「不毛(ふもう)」とは?意味や使い方を例文付きで解説

言葉

今回ご紹介する言葉は、熟語の「不毛(ふもう)」です。

言葉の意味・使い方・語源・類義語・対義語・英語訳についてわかりやすく解説します。

「不毛」の意味をスッキリ理解!

不毛(ふもう):なにも得られないこと、土地がやせついて作物が育たない様子

「不毛」の意味を詳しく

不毛とは、なんの進歩も成果も得られないことという意味です。基本的にマイナスな意味で使われます。

もともと、不毛は「土地がやせついて作物が育たないさま」という意味です。そこから派生して、現在よく使われる「なんの進歩・成果も得られないこと」という意味が生まれました。

「不毛」の使い方

  1. 山田さんの畑と比べると、こちらの畑は不毛だ。
  2. 肥料をまかないと、土地がどんどん不毛になってしまう。

上記の例文は、不毛の2つの意味のうち「土地がやせていて作物が育たない様子」の意味で使われる場合の紹介になっています。

この意味で使用する場合には、「不毛な地」や「不毛な土地」といった表現を使うこともよくあります。

  1. 切羽詰まっている状況でこのような不毛な戦いをすべきではない。
  2. 朝からずっとゴロゴロしている。なんて不毛な時間を過ごしてしまったんだ。
上記の2つの例文は、「なんの進歩も成果も得られないこと」という意味で不毛を使用する際の例文です。

不毛は、基本的に後ろに名詞を置く形で使われます。上記の例以外にも、「不毛な議論」や「不毛な努力」といった表現をすることもあります。

「不毛」の語源

不毛の「毛」には、「作物・草木」という意味があります。「不」は打消しを意味する言葉であるため、この2つの言葉が合体して「作物や草木が無い」という意味になり、作物や草木を育てることができない土地を指すようになりました。

そしてそこから派生し、作物が育たない土地=何も得ることができないものと考えることから、今では不毛を「なんの進歩も成果も得られないこと」という意味で使うことが多いです。

「不毛」の類義語

不毛には以下のような類義語があります。

  • 徒労(とろう):無駄な骨折りのこと
  • 無意味:意味がなくつまらないこと
  • 荒蕪(こうぶ):土地が荒れており、作物が育たないこと
  • 迂遠(うえん):実用に適していないこと・役に立たないこと
  • 無駄:労力をかけたにも関わらず、しただけの見返りがないこと

「不毛」の対義語

不毛には以下のような対義語があります。

  • 肥沃(ひよく):土地が肥えていること
  • 豊潤(ほうじゅん):豊かで潤いがあること
  • 富饒(ふじょう):豊かであること
  • 豊饒(ほうじょう):土地が肥えていて作物がよく育つこと
  • 充実:必要な物が十分に備わっている様子

「肥沃」から「豊饒」までは、不毛の意味のうち「土地がやせていて作物が育たないさま」の対義語です。後ろに「~な土地」とつけて「肥沃な土地」のように使われます。
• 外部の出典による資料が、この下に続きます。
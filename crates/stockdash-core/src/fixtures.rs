//! Built-in sample records for offline runs.
//!
//! [`MockStockClient`] answers the range endpoints from these records so the
//! whole fetch path can run without a backend.

use std::future::Future;
use std::pin::Pin;

use time::macros::date;
use time::Date;

use crate::http_client::{HttpClient, HttpError, HttpRequest, HttpResponse};
use crate::{parse_iso_date, DateRange, StockRecord};

/// Date of the newest sample record.
pub const SAMPLE_TODAY: Date = date!(2025 - 02 - 22);

#[allow(clippy::too_many_arguments)]
fn sample(
    id: i64,
    symbol: &str,
    date: &str,
    open: f64,
    high: f64,
    low: f64,
    close: f64,
    volume: u64,
    dividends: f64,
) -> StockRecord {
    StockRecord {
        id,
        symbol: symbol.to_owned(),
        date: date.to_owned(),
        open,
        high,
        low,
        close,
        volume,
        dividends,
        stock_splits: 0.0,
        sma5: None,
        sma20: None,
        sma40: None,
    }
}

/// One record per symbol for the overview table.
pub fn home_records() -> Vec<StockRecord> {
    vec![
        sample(1, "AAPL", "2025-02-20", 150.25, 152.75, 149.80, 151.90, 1_200_000, 0.23),
        sample(2, "GOOGL", "2025-02-20", 2750.10, 2780.50, 2740.30, 2765.80, 800_000, 0.0),
        sample(3, "TSLA", "2025-02-20", 900.50, 915.20, 895.75, 910.30, 1_500_000, 0.0),
    ]
}

/// Three consecutive AAPL sessions for the single-symbol chart.
pub fn single_records() -> Vec<StockRecord> {
    vec![
        sample(1, "AAPL", "2025-02-20", 150.25, 152.75, 149.80, 151.90, 1_200_000, 0.23),
        sample(2, "AAPL", "2025-02-21", 151.90, 153.20, 150.50, 152.80, 1_300_000, 0.0),
        sample(3, "AAPL", "2025-02-22", 152.80, 155.00, 151.75, 154.30, 1_400_000, 0.0),
    ]
}

/// Every sample record, AAPL history first.
pub fn all_records() -> Vec<StockRecord> {
    let mut records = single_records();
    records.extend(
        home_records()
            .into_iter()
            .filter(|record| record.symbol != "AAPL"),
    );
    records
}

/// Offline transport serving [`all_records`] filtered by symbol and range.
#[derive(Debug, Clone)]
pub struct MockStockClient {
    records: Vec<StockRecord>,
}

impl Default for MockStockClient {
    fn default() -> Self {
        Self::new(all_records())
    }
}

impl MockStockClient {
    pub fn new(records: Vec<StockRecord>) -> Self {
        Self { records }
    }

    fn respond(&self, url: &str) -> Result<HttpResponse, HttpError> {
        let Some(symbol) = path_symbol(url) else {
            return Ok(HttpResponse::with_status(404, "unknown endpoint"));
        };

        let range = match (query_param(url, "startDate"), query_param(url, "endDate")) {
            (Some(start), Some(end)) => match DateRange::parse(&start, &end) {
                Ok(range) => range,
                Err(error) => return Ok(HttpResponse::with_status(400, error.to_string())),
            },
            _ => return Ok(HttpResponse::with_status(400, "startDate and endDate are required")),
        };

        let matching: Vec<&StockRecord> = self
            .records
            .iter()
            .filter(|record| record.symbol.eq_ignore_ascii_case(&symbol))
            .filter(|record| {
                parse_iso_date(&record.date)
                    .map(|date| range.contains(date))
                    .unwrap_or(false)
            })
            .collect();

        let body = serde_json::to_string(&matching)
            .map_err(|error| HttpError::non_retryable(error.to_string()))?;
        Ok(HttpResponse::ok_json(body))
    }
}

impl HttpClient for MockStockClient {
    fn execute<'a>(
        &'a self,
        request: HttpRequest,
    ) -> Pin<Box<dyn Future<Output = Result<HttpResponse, HttpError>> + Send + 'a>> {
        Box::pin(async move { self.respond(&request.url) })
    }
}

fn path_symbol(url: &str) -> Option<String> {
    let path = url.split('?').next()?;
    let rest = path.split("/api/stocks/symbol/").nth(1)?;
    let segment = rest.split('/').next()?;
    urlencoding::decode(segment).ok().map(|symbol| symbol.into_owned())
}

fn query_param(url: &str, name: &str) -> Option<String> {
    let query = url.split_once('?')?.1;
    query
        .split('&')
        .filter_map(|pair| pair.split_once('='))
        .find(|(key, _)| *key == name)
        .and_then(|(_, value)| urlencoding::decode(value).ok())
        .map(|value| value.into_owned())
}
「充実」は、「なんの成果も進歩も得られないこと」という意味に対する対義語です。「充実した時間を過ごした」のように使われ、「自分にとって得なことやよい時間を過ごすことができた」という意味になります。

「不毛」の英語訳

不毛を英語に訳すと、次のような表現になります。

  • barren
    (不毛)
  • sterile
    (不毛)
  • waste
    (不毛)

不毛は他にも、 “stark” や “bare” といった表現をすることもできます。また、 “barren” には他にも「貧弱な、平凡な」という意味が、 “sterile” には「やせた、想像力のない」という意味があり、さらに “waste” には「むだにする、衰えさせる」という意味があります。

また、「不毛の地」を表す表現として “wasteland” があります。この言葉は「荒野」という意味です。荒野は「荒れ果てた土地」という意味のため、不毛の言い換えとして使うことができます。

まとめ

以上、この記事では「不毛」について解説しました。

読み方不毛(ふもう)
意味なにも得られないこと、土地がやせついて作物が育たない様子
語源打消しを表す「不」と作物を表す「毛」の組み合わせ
類義語徒労、無意義、荒蕪など
対義語肥沃、豊潤、富饒など
英語訳barren(不毛)・sterile(不毛)など

このように不毛には大きく分けて2つの意味があります。実際に文章に出てきた際には、どちらの意味で使われているかを適切に判断して読むようにしましょう。